Not every child thrives in every classroom. Here’s how student fit, better teacher training, and smart choice models can improve belonging and outcomes.

Student Fit Matters: Rethinking Classrooms and Choice
Most school systems still run on a quiet assumption: if we place a student in a classroom and try hard enough, belonging will happen.
April Jackson’s story from her Atlanta microschool pokes a hole in that belief. One student with ADHD thrives because movement, short lessons, and frequent breaks are baked into the day. Another student needs warmth and softness—more soothing than structure—and experiences the same teacher as “harsh.” Same room. Same adult. Opposite outcomes.
That tension matters far beyond one classroom. In the Education, Skills, and Workforce Development series, we talk a lot about skills gaps, workforce readiness, and training systems that match people to roles where they can actually succeed. K–12 schooling needs the same mindset: fit isn’t a luxury; it’s a design requirement. If we want better student outcomes and a healthier educator workforce, we have to stop pretending every classroom can be everything for everyone.
“Every child belongs” is a beautiful slogan—and a risky operating model
Answer first: The idea that every child belongs in every classroom sets schools up for predictable failure because it ignores real constraints: time, training, staffing, and the diversity of student needs.
The slogan is rooted in a good instinct—dignity, access, and inclusion. The problem is that it often gets implemented as a mandate without the resources to match. When that happens, “belonging” turns into a compliance word teachers are graded on, and students experience as a constant mismatch.

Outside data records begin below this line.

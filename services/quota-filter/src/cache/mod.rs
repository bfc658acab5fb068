mod memory;

use std::time::Duration;

use async_trait::async_trait;
use chrono::{DateTime, Utc};
use serde::{Deserialize, Serialize};
use thiserror::Error;

use crate::path::encode_segment;

pub use memory::{MemoryCache, NoCache};

pub const DEFAULT_CACHE_TTL_SECS: u64 = 300;
pub const DEFAULT_CACHE_CAPACITY: usize = 10_000;

#[derive(Debug, Error)]
pub enum CacheError {
    #[error("cache backend unavailable: {0}")]
    Unavailable(String),
}

/// Shared store for account and container metadata.
///
/// Implementations must make `get` and `set` individually atomic. A `set`
/// always replaces the whole entry.
#[async_trait]
pub trait MetadataCache: Send + Sync {
    async fn get(&self, key: &str) -> Result<Option<CacheEntry>, CacheError>;

    async fn set(&self, key: &str, entry: CacheEntry, ttl: Duration) -> Result<(), CacheError>;
}

#[derive(Debug, Clone, PartialEq, Eq, Serialize, Deserialize)]
pub struct CacheEntry {
    /// HTTP status of the lookup that produced the entry.
    pub status: u16,
    pub created_at: DateTime<Utc>,
    #[serde(default, skip_serializing_if = "Option::is_none")]
    pub metadata: Option<CachedMetadata>,
}

impl CacheEntry {
    pub fn new(status: u16, metadata: CachedMetadata) -> Self {
        Self {
            status,
            created_at: Utc::now(),
            metadata: Some(metadata),
        }
    }

    pub fn is_success(&self) -> bool {
        (200..300).contains(&self.status)
    }
}

#[derive(Debug, Clone, PartialEq, Eq, Serialize, Deserialize)]
#[serde(tag = "kind", rename_all = "snake_case")]
pub enum CachedMetadata {
    Account {
        container_count: u64,
        quota_level: String,
    },
    Container(ContainerInfo),
}

/// Container record as read from a container `HEAD`.
#[derive(Debug, Clone, Default, PartialEq, Eq, Serialize, Deserialize)]
pub struct ContainerInfo {
    pub bytes_used: u64,
    pub object_count: u64,
    #[serde(default)]
    pub read_acl: String,
    #[serde(default)]
    pub write_acl: String,
    #[serde(default)]
    pub sync_key: String,
    #[serde(default)]
    pub versions: String,
}

/// Names are percent-encoded so a `/` inside a name cannot shift segments.
pub fn account_cache_key(account: &str) -> String {
    format!("account/{}", encode_segment(account))
}

pub fn container_cache_key(account: &str, container: &str) -> String {
    format!(
        "container/{}/{}",
        encode_segment(account),
        encode_segment(container)
    )
}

Here’s what I’ve seen work in practice (and what Jackson’s story illustrates): inclusion isn’t one location. It’s a set of supports.

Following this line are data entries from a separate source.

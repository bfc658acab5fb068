use anyhow::{Context, Result};
use serde::{Deserialize, Serialize};
use std::path::PathBuf;
use std::time::Duration;

use crate::cache::{DEFAULT_CACHE_CAPACITY, DEFAULT_CACHE_TTL_SECS};
use crate::quota::TierLimits;

#[derive(Debug, Clone, Serialize, Deserialize)]
pub struct FilterConfig {
    /// Listen host address
    pub host: String,

    /// Listen port
    pub port: u16,

    /// Storage proxy the filter sits in front of
    pub upstream_url: String,

    /// Upper bound on one metadata probe, in seconds
    pub probe_timeout_secs: u64,

    /// Upstream connect timeout in seconds. Forwarded writes have no overall
    /// deadline so large uploads can run to completion.
    pub connect_timeout_secs: u64,

    /// Inline quota tier document (JSON)
    pub quota_tiers: Option<String>,

    /// Path to a quota tier document, used when `quota_tiers` is unset
    pub quota_tiers_path: Option<PathBuf>,

    /// Lifetime of cached account/container metadata in seconds
    pub cache_timeout_secs: u64,

    /// Maximum number of cached account/container records
    pub cache_capacity: usize,

    /// Disable to always probe upstream
    pub cache_enabled: bool,

    /// Token sent with metadata probes
    pub probe_token: Option<String>,

    /// Log level
    pub log_level: String,
}

impl Default for FilterConfig {
    fn default() -> Self {
        Self {
            host: "0.0.0.0".to_string(),
            port: 8080,
            upstream_url: "http://localhost:8000".to_string(),
            probe_timeout_secs: 10,
            connect_timeout_secs: 5,
            quota_tiers: None,
            quota_tiers_path: None,
            cache_timeout_secs: DEFAULT_CACHE_TTL_SECS,
            cache_capacity: DEFAULT_CACHE_CAPACITY,
            cache_enabled: true,
            probe_token: None,
            log_level: "info".to_string(),
        }
    }
}

impl FilterConfig {
    /// Load configuration from environment variables
    pub fn from_env() -> Result<Self> {
        let mut cfg = Self::default();

        if let Ok(host) = std::env::var("QUOTA_FILTER_HOST") {
            cfg.host = host;
        }
        if let Ok(port) = std::env::var("QUOTA_FILTER_PORT") {
            cfg.port = port.parse().context("Invalid QUOTA_FILTER_PORT")?;
        }
        if let Ok(url) = std::env::var("UPSTREAM_URL") {
            cfg.upstream_url = url;
        }
        if let Ok(timeout) = std::env::var("PROBE_TIMEOUT_SECS") {
            cfg.probe_timeout_secs = timeout.parse().context("Invalid PROBE_TIMEOUT_SECS")?;
        }
        if let Ok(timeout) = std::env::var("CONNECT_TIMEOUT_SECS") {
            cfg.connect_timeout_secs = timeout.parse().context("Invalid CONNECT_TIMEOUT_SECS")?;
        }
        if let Ok(timeout) = std::env::var("CACHE_TIMEOUT_SECS") {
            cfg.cache_timeout_secs = timeout.parse().context("Invalid CACHE_TIMEOUT_SECS")?;
        }
        if let Ok(capacity) = std::env::var("CACHE_CAPACITY") {
            cfg.cache_capacity = capacity.parse().context("Invalid CACHE_CAPACITY")?;
        }
        if let Ok(flag) = std::env::var("CACHE_ENABLED") {
            cfg.cache_enabled = parse_bool(&flag)
                .with_context(|| format!("CACHE_ENABLED is invalid: {flag}"))?;
        }

        cfg.quota_tiers = std::env::var("QUOTA_TIERS").ok();
        cfg.quota_tiers_path = std::env::var("QUOTA_TIERS_PATH").ok().map(PathBuf::from);
        cfg.probe_token = std::env::var("QUOTA_PROBE_TOKEN").ok();

        if let Ok(level) = std::env::var("LOG_LEVEL") {
            cfg.log_level = level;
        }

        Ok(cfg)
    }

    /// Validate the configuration
    pub fn validate(&self) -> Result<()> {
        if self.upstream_url.is_empty() {
            anyhow::bail!("UPSTREAM_URL cannot be empty");
        }

        if self.probe_timeout_secs == 0 {
            anyhow::bail!("PROBE_TIMEOUT_SECS must be greater than 0");
        }

        if self.connect_timeout_secs == 0 {
            anyhow::bail!("CONNECT_TIMEOUT_SECS must be greater than 0");
        }

        if self.cache_enabled && self.cache_capacity == 0 {
            anyhow::bail!("CACHE_CAPACITY must be greater than 0 when the cache is enabled");
        }

        if self.quota_tiers.is_none() && self.quota_tiers_path.is_none() {
            anyhow::bail!("one of QUOTA_TIERS or QUOTA_TIERS_PATH must be set");
        }

        Ok(())
    }

    /// Load and validate the quota tiers from whichever source is configured.
    pub fn load_tiers(&self) -> Result<TierLimits> {
        let limits = match (&self.quota_tiers, &self.quota_tiers_path) {
            (Some(raw), _) => TierLimits::load(raw).context("Invalid QUOTA_TIERS")?,
            (None, Some(path)) => TierLimits::load_file(path)
                .with_context(|| format!("Invalid quota tiers in {}", path.display()))?,
            (None, None) => anyhow::bail!("one of QUOTA_TIERS or QUOTA_TIERS_PATH must be set"),
        };
        Ok(limits)
    }

    pub fn probe_timeout(&self) -> Duration {
        Duration::from_secs(self.probe_timeout_secs)
    }

    pub fn connect_timeout(&self) -> Duration {
        Duration::from_secs(self.connect_timeout_secs)
    }

    pub fn cache_ttl(&self) -> Duration {
        Duration::from_secs(self.cache_timeout_secs)
    }

    /// Get the listen address
    pub fn listen_addr(&self) -> String {
        format!("{}:{}", self.host, self.port)
    }
}

fn parse_bool(value: &str) -> Result<bool> {
    match value.to_ascii_lowercase().as_str() {
        "true" | "1" | "yes" | "y" => Ok(true),
        "false" | "0" | "no" | "n" => Ok(false),
        _ => anyhow::bail!("invalid boolean value {value}"),
    }
}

- A student may “belong” in a general education classroom with occupational therapy supports and flexible seating.
- Another may belong in a smaller environment with predictable routines and a low sensory load.
- Another may belong in a setting where relationships are expressed through tenderness and calm—because that’s what unlocks learning for them.
If we treat belonging as a universal guarantee attached to a single room, we turn a complex problem into a moral one. That’s when teachers feel shame for being human, and families feel judged for advocating for something different.
Fit isn’t exclusion. It’s capacity, alignment, and honest design
Answer first: Schools should be more honest about what they’re built to do well, because clarity improves outcomes for students and reduces burnout for educators.
Jackson describes realizing that her school wasn’t built for every learner. She couldn’t teach science well, and hiring didn’t fix it. She wanted to serve students with exceptionalities but lacked training resources and certifications. She also ran into a hard truth that every educator eventually learns: school success depends on a triangle—student, school, and family—working together. If one corner collapses, progress stalls.
This is where people get jumpy. They hear “fit” and assume “screening” or “selective enrollment” driven by privilege.
But fit can be ethical and equity-centered when it follows two rules:
- Transparency: The school clearly states what it offers, what it doesn’t, and what supports are available.
- Responsible pathways: When a school can’t meet a need, it helps families transition to a setting that can.
A memorable line I use with leaders is this: A school without boundaries isn’t inclusive—it’s just overloaded.
That overload shows up everywhere: teacher turnover, chronic absenteeism, behavior escalations, and students who stop trying because the environment constantly misreads them.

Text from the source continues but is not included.